The Medical Sense That Changes Everything
Here’s the trap many translations miss: a medical “murmur” is not murmullo. In health writing, Spanish uses soplo cardíaco or soplos cardíacos. That’s the standard term used in patient-facing material such as MedlinePlus’s page on soplos cardíacos.
So if your source says “The doctor heard murmurs,” don’t assume it means quiet voices. In a clinic scene, it may be talking about heart sounds. One clue is the company the word keeps: stethoscope, cardiologist, valve, heartbeat, exam, diagnosis. Once those appear, switch to the medical term right away.
| English sentence | Natural Spanish rewrite | Why this works |
|---|---|---|
| Murmurs spread through the crowd. | Los murmullos se extendieron entre la multitud. | Captures low, shared crowd noise |
| She answered in murmurs. | Respondió en susurros. | Speech is hushed, not just indistinct |
| There were murmurs of protest. | Se oyeron quejas en voz baja. | Shows the negative reaction clearly |
| The stream’s murmurs soothed him. | El murmullo del arroyo lo calmó. | Singular noun fits the continuous sound |
| The exam revealed heart murmurs. | El examen reveló soplos cardíacos. | Uses the standard medical term |
Mistakes That Make The Translation Sound Off
Most errors come from treating every “murmur” as the same thing. English stretches the word wide. Spanish is pickier, and that helps you match tone with more control.
- Using murmullos for a heart murmur. In medical text, that reads wrong.
- Using susurros for a whole room. A crowd usually doesn’t whisper in unison; it produces a murmullo.
- Forcing a noun when a verb is smoother.Murmuraban or se oían quejas can sound more native.
- Missing the emotional color.Susurro can sound intimate. Murmullo can feel neutral, atmospheric, or uneasy, depending on the sentence.
- Ignoring singular and plural.Un murmullo often works for one continuous sound; murmullos works for scattered low voices or repeated reactions.
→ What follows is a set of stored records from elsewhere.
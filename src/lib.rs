//! Gink - replicated, history-retaining key/value and collection database
//!
//! Every change is written into a signed bundle on a per-process chain.
//! Peers exchange bundles and converge on the same state; every container
//! can be read as of any past moment and reset back to it.
//!
//! # Quick Start
//!
//! ```ignore
//! use gink::{Database, Directory, NOW};
//!
//! let db = Database::in_memory()?;
//! let root = Directory::arche(&db);
//! root.set("user:123", "Alice", None)?;
//! assert_eq!(root.get("user:123", NOW)?, Some("Alice".into()));
//! ```
//!
//! # Architecture
//!
//! - [`core`]: muids, values, the wire schema and bundle sealing
//! - [`storage`]: memory and LMDB bundle stores
//! - [`sync`]: the peer relay and its protocol
//! - the engine: [`Database`] and the container facades, re-exported here

pub use gink_core as core;
pub use gink_storage as storage;
pub use gink_sync as sync;

pub use gink_core::{Behavior, Error, Muid, Result, UserKey, Value};
pub use gink_engine::*;
//! Single-threaded readiness dispatch
//!
//! Every input the process reacts to (peer connections, listening sockets,
//! the relay itself) is a [`Selectable`] registered with an [`EventLoop`]
//! under its file number. Each tick the loop probes every registered
//! selectable without blocking, services the ready ones, then gives every
//! selectable a chance to do periodic work. When nothing was ready the loop
//! sleeps for the rest of the tick.

use std::collections::BTreeMap;
use std::time::{Duration, Instant};

use tracing::{debug, trace};

/// Registry key: the OS file descriptor (or socket handle) of a selectable.
pub type FileNo = i64;

/// Period of one loop iteration when nothing is ready.
pub const TICK: Duration = Duration::from_millis(10);

/// Raised by a selectable that is done; the loop unregisters and closes it.
#[derive(Debug, Clone, Copy, PartialEq, Eq)]
pub struct Finished;

/// Newly created selectables to register in the current iteration.
pub type Announced = Vec<Box<dyn Selectable>>;

/// Something the event loop can wait on.
pub trait Selectable: Send {
    /// File number used as the registry key.
    fn fileno(&self) -> FileNo;

    /// Probe for pending input without blocking.
    fn poll_ready(&mut self) -> bool;

    /// Service pending input.
    fn on_ready(&mut self) -> Result<Announced, Finished>;

    /// Called once per iteration whether or not the selectable was ready.
    fn on_timeout(&mut self) {}

    /// Release resources after removal from the loop.
    fn close(&mut self) {}
}

#[cfg(unix)]
pub(crate) fn fileno_of<S: std::os::fd::AsRawFd>(socket: &S) -> FileNo {
    FileNo::from(socket.as_raw_fd())
}

#[cfg(windows)]
pub(crate) fn fileno_of<S: std::os::windows::io::AsRawSocket>(socket: &S) -> FileNo {
    socket.as_raw_socket() as FileNo
}

/// Registry of selectables keyed by file number.
#[derive(Default)]
pub struct EventLoop {
    registry: BTreeMap<FileNo, Box<dyn Selectable>>,
}

impl EventLoop {
    /// Create an empty loop.
    pub fn new() -> Self {
        Self::default()
    }

    /// Register a selectable.
    ///
    /// A selectable already registered under the same file number is evicted
    /// and closed.
    pub fn register(&mut self, selectable: Box<dyn Selectable>) {
        let fileno = selectable.fileno();
        if let Some(mut evicted) = self.registry.insert(fileno, selectable) {
            debug!(fileno, "evicting selectable whose file number was reused");
            evicted.close();
        }
    }

    /// Remove and close the selectable registered under `fileno`.
    pub fn unregister(&mut self, fileno: FileNo) -> bool {
        match self.registry.remove(&fileno) {
            Some(mut selectable) => {
                selectable.close();
                true
            }
            None => false,
        }
    }

    /// Whether `fileno` is registered.
    pub fn contains(&self, fileno: FileNo) -> bool {
        self.registry.contains_key(&fileno)
    }

    /// Number of registered selectables.
    pub fn len(&self) -> usize {
        self.registry.len()
    }

    /// True when nothing is registered.
    pub fn is_empty(&self) -> bool {
        self.registry.is_empty()
    }

    /// One iteration; sleeps up to `idle` when no selectable was ready.
    ///
    /// Returns how many selectables were serviced.
    pub fn run_once(&mut self, idle: Duration) -> usize {
        let ready: Vec<FileNo> = self
            .registry
            .iter_mut()
            .filter_map(|(fileno, selectable)| selectable.poll_ready().then_some(*fileno))
            .collect();
        if ready.is_empty() && !idle.is_zero() {
            std::thread::sleep(idle);
        }
        for fileno in &ready {
            let Some(selectable) = self.registry.get_mut(fileno) else {
                continue;
            };
            match selectable.on_ready() {
                Ok(announced) => {
                    for fresh in announced {
                        trace!(fileno = fresh.fileno(), "registering announced selectable");
                        self.register(fresh);
                    }
                }
                Err(Finished) => {
                    debug!(fileno, "selectable finished");
                    self.unregister(*fileno);
                }
            }
        }
        for selectable in self.registry.values_mut() {
            selectable.on_timeout();
        }
        ready.len()
    }

    /// Iterate until `until`, or until nothing is registered when `None`.
    pub fn run(&mut self, until: Option<Instant>) {
        loop {
            let idle = match until {
                Some(deadline) => {
                    let now = Instant::now();
                    if now >= deadline {
                        return;
                    }
                    TICK.min(deadline - now)
                }
                None if self.registry.is_empty() => return,
                None => TICK,
            };
            self.run_once(idle);
        }
    }

    /// Close everything.
    pub fn close_all(&mut self) {
        for (_, mut selectable) in std::mem::take(&mut self.registry) {
            selectable.close();
        }
    }
}
impl EntryKey {
    /// Middle segment of a placement key.
    pub fn encode(&self) -> Vec<u8> {
        match self {
            EntryKey::Unkeyed => Vec::new(),
            EntryKey::Key(key) => key.encode(),
            EntryKey::Position(position) => encode_muts(*position).to_vec(),
            EntryKey::Describing(muid) => muid.to_bytes().to_vec(),
            EntryKey::Pair(left, rite) => {
                let mut out = left.to_bytes().to_vec();
                out.extend_from_slice(&rite.to_bytes());
                out
            }
        }
    }

    /// Parse a middle segment written for a container of `behavior`.
    pub fn decode(behavior: Behavior, middle: &[u8]) -> Result<Self> {
        match behavior {
            Behavior::Directory | Behavior::KeySet => Ok(EntryKey::Key(UserKey::decode(middle)?)),
            Behavior::Sequence => Ok(EntryKey::Position(decode_muts(middle)?.unwrap_or(0))),
            Behavior::Property | Behavior::Group | Behavior::Braid => {
                Ok(EntryKey::Describing(Muid::from_bytes(middle)?))
            }
            Behavior::PairSet | Behavior::PairMap if middle.len() == 32 => Ok(EntryKey::Pair(
                Muid::from_bytes(&middle[..16])?,
                Muid::from_bytes(&middle[16..])?,
            )),
            Behavior::Box | Behavior::Vertex | Behavior::EdgeType | Behavior::Accumulator
                if middle.is_empty() =>
            {
                Ok(EntryKey::Unkeyed)
            }
            _ => Err(Error::SerializationError(format!(
                "middle of {} bytes does not fit {behavior}",
                middle.len()
            ))),
        }
    }

    /// Determine the key of an entry created at `entry_muid`.
    pub fn from_entry(builder: &EntryBuilder, entry_muid: Muid) -> Result<Self> {
        let behavior = behavior_of(builder)?;
        match behavior {
            Behavior::Directory | Behavior::KeySet => {
                let key = builder
                    .key
                    .as_ref()
                    .ok_or_else(|| Error::InvalidKey(format!("{behavior} entry without a key")))?;
                Ok(EntryKey::Key(UserKey::from_builder(key)?))
            }
            Behavior::Box | Behavior::Vertex | Behavior::EdgeType | Behavior::Accumulator => {
                Ok(EntryKey::Unkeyed)
            }
            Behavior::Sequence => Ok(EntryKey::Position(if builder.effective != 0 {
                builder.effective
            } else {
                entry_muid.timestamp
            })),
            Behavior::Property | Behavior::Group | Behavior::Braid => {
                let describing = builder.describing.as_ref().ok_or_else(|| {
                    Error::InvalidOperation(format!("{behavior} entry without describing"))
                })?;
                Ok(EntryKey::Describing(Muid::create(&entry_muid, Some(describing))))
            }
            Behavior::PairSet | Behavior::PairMap => {
                let (left, rite) = pair_of(builder, entry_muid)?;
                Ok(EntryKey::Pair(left, rite))
            }
            Behavior::Unspecified => Err(Error::InvalidOperation(
                "entry lacks a behavior".to_string(),
            )),
        }
    }

    /// Sequence position, if this is an ordered key.
    pub fn position(&self) -> Option<MuTimestamp> {
        match self {
            EntryKey::Position(p) => Some(*p),
            _ => None,
        }
    }
}

impl From<UserKey> for EntryKey {
    fn from(key: UserKey) -> Self {
        EntryKey::Key(key)
    }
}

impl From<Muid> for EntryKey {
    fn from(muid: Muid) -> Self {
        EntryKey::Describing(muid)
    }
}

impl From<(Muid, Muid)> for EntryKey {
    fn from((left, rite): (Muid, Muid)) -> Self {
        EntryKey::Pair(left, rite)
    }
}

// =============================================================================
// Placement
// =============================================================================

/// Key of the `placements` index: where an entry currently sits.
#[derive(Debug, Clone, PartialEq, Eq)]
pub struct Placement {
    /// Container holding the entry
    pub container: Muid,
    /// Behavior-dependent middle segment (see [`EntryKey::encode`])
    pub middle: Vec<u8>,
    /// Entry or movement that put the entry here
    pub placer: Muid,
    /// Expiry time, if any
    pub expiry: Option<MuTimestamp>,
}

impl Placement {
    /// Placement of a freshly applied entry.
    pub fn from_entry(builder: &EntryBuilder, entry_muid: Muid) -> Result<Self> {
        let container = container_of(builder, entry_muid)?;
        let middle = EntryKey::from_entry(builder, entry_muid)?.encode();
        Ok(Self {
            container,
            middle,
            placer: entry_muid,
            expiry: (builder.expiry != 0).then_some(builder.expiry),
        })
    }

    /// Serialize to the index key.
    pub fn to_bytes(&self) -> Vec<u8> {
        let mut out = Vec::with_capacity(40 + self.middle.len());
        out.extend_from_slice(&self.container.to_bytes());
        out.extend_from_slice(&self.middle);
        out.extend_from_slice(&self.placer.to_bytes());
        out.extend_from_slice(&encode_muts(self.expiry.unwrap_or(0)));
        out
    }

    /// Parse an index key.
    pub fn from_bytes(data: &[u8]) -> Result<Self> {
        if data.len() < 40 {
            return Err(Error::SerializationError(format!(
                "placement must be at least 40 bytes, got {}",
                data.len()
            )));
        }
        let n = data.len();
        Ok(Self {
            container: Muid::from_bytes(&data[0..16])?,
            middle: data[16..n - 24].to_vec(),
            placer: Muid::from_bytes(&data[n - 24..n - 8])?,
            expiry: decode_muts(&data[n - 8..])?,
        })
    }

    /// `container ∥ middle`, shared by every placement of the same key.
    pub fn prefix(&self) -> Vec<u8> {
        let mut out = self.container.to_bytes().to_vec();
        out.extend_from_slice(&self.middle);
        out
    }

    /// Time the entry was put at this position.
    pub fn placed_time(&self) -> MuTimestamp {
        self.placer.timestamp
    }

    /// Effective position of a sequence placement.
    pub fn position(&self) -> Result<MuTimestamp> {
        Ok(decode_muts(&self.middle)?.unwrap_or(0))
    }

    /// Parse the middle segment.
    pub fn key(&self, behavior: Behavior) -> Result<EntryKey> {
        EntryKey::decode(behavior, &self.middle)
    }
}

// =============================================================================
// Location, removal and clearance keys
// =============================================================================

/// Key of the `locations` index; the value is the placement (empty = removed).
#[derive(Debug, Clone, Copy, PartialEq, Eq)]
pub struct LocationKey {
    /// The entry being located
    pub entry: Muid,
    /// Entry (initial placement) or movement that placed it
    pub placer: Muid,
}

impl LocationKey {
    /// Serialize to the index key.
    pub fn to_bytes(&self) -> [u8; 32] {
        let mut out = [0u8; 32];
        out[..16].copy_from_slice(&self.entry.to_bytes());
        out[16..].copy_from_slice(&self.placer.to_bytes());
        out
    }

    /// Parse an index key.
    pub fn from_bytes(data: &[u8]) -> Result<Self> {
        if data.len() != 32 {
            return Err(Error::SerializationError("location key must be 32 bytes".to_string()));
        }
        Ok(Self {
            entry: Muid::from_bytes(&data[..16])?,
            placer: Muid::from_bytes(&data[16..])?,
        })
    }
}

/// Key of the `removals` index: a soft delete of one placement.
#[derive(Debug, Clone, Copy, PartialEq, Eq)]
pub struct RemovalKey {
    /// Container the entry was removed from
    pub container: Muid,
    /// Placer of the placement that was removed
    pub removing: Muid,
    /// Movement or replacing entry that did the removal
    pub movement: Muid,
}

impl RemovalKey {
    /// Serialize to the index key.
    pub fn to_bytes(&self) -> [u8; 48] {
        let mut out = [0u8; 48];
        out[..16].copy_from_slice(&self.container.to_bytes());
        out[16..32].copy_from_slice(&self.removing.to_bytes());
        out[32..].copy_from_slice(&self.movement.to_bytes());
        out
    }

    /// Parse an index key.
    pub fn from_bytes(data: &[u8]) -> Result<Self> {
        if data.len() != 48 {
            return Err(Error::SerializationError("removal key must be 48 bytes".to_string()));
        }
        Ok(Self {
            container: Muid::from_bytes(&data[..16])?,
            removing: Muid::from_bytes(&data[16..32])?,
            movement: Muid::from_bytes(&data[32..])?,
        })
    }
}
A Simple Way To Choose The Right Word
If you want a clean check before you translate, use this short sequence:
- Ask whether the sound comes from people, nature, or a medical setting.
- If it’s people in a room, start with murmullo or murmullos.
- If it’s a whisper aimed at one person, try susurro or susurros.
- If the line is about reaction, complaint, or gossip, test a verb or a more direct noun.
- If the text is clinical, use soplo cardíaco.
One Question To Ask First
If you can finish the sentence with “voices in a room,” pick murmullo first. If you finish it with “whisper,” pick susurro. If you finish it with “finding on an exam,” use soplo cardíaco. That one question clears up most cases fast.
So, what’s the best translation of “murmurs” in Spanish? In ordinary scenes, start with murmullos. Then adjust when the sentence points to whispering, grumbling, or medicine. One English word can split into several Spanish choices, and that’s where the nuance lives.
References & Sources
- Real Academia Española.“murmullo.”Defines murmullo as indistinct speech or a continuous, blurred sound, which supports the everyday crowd-noise translation.
- Real Academia Española.“susurro.”Defines susurro as a soft, quiet sound made by speaking low, which supports the whispering sense.
- MedlinePlus.“Soplos cardíacos: MedlinePlus enciclopedia médica.”Uses soplo cardíaco as the standard Spanish medical term for a heart murmur.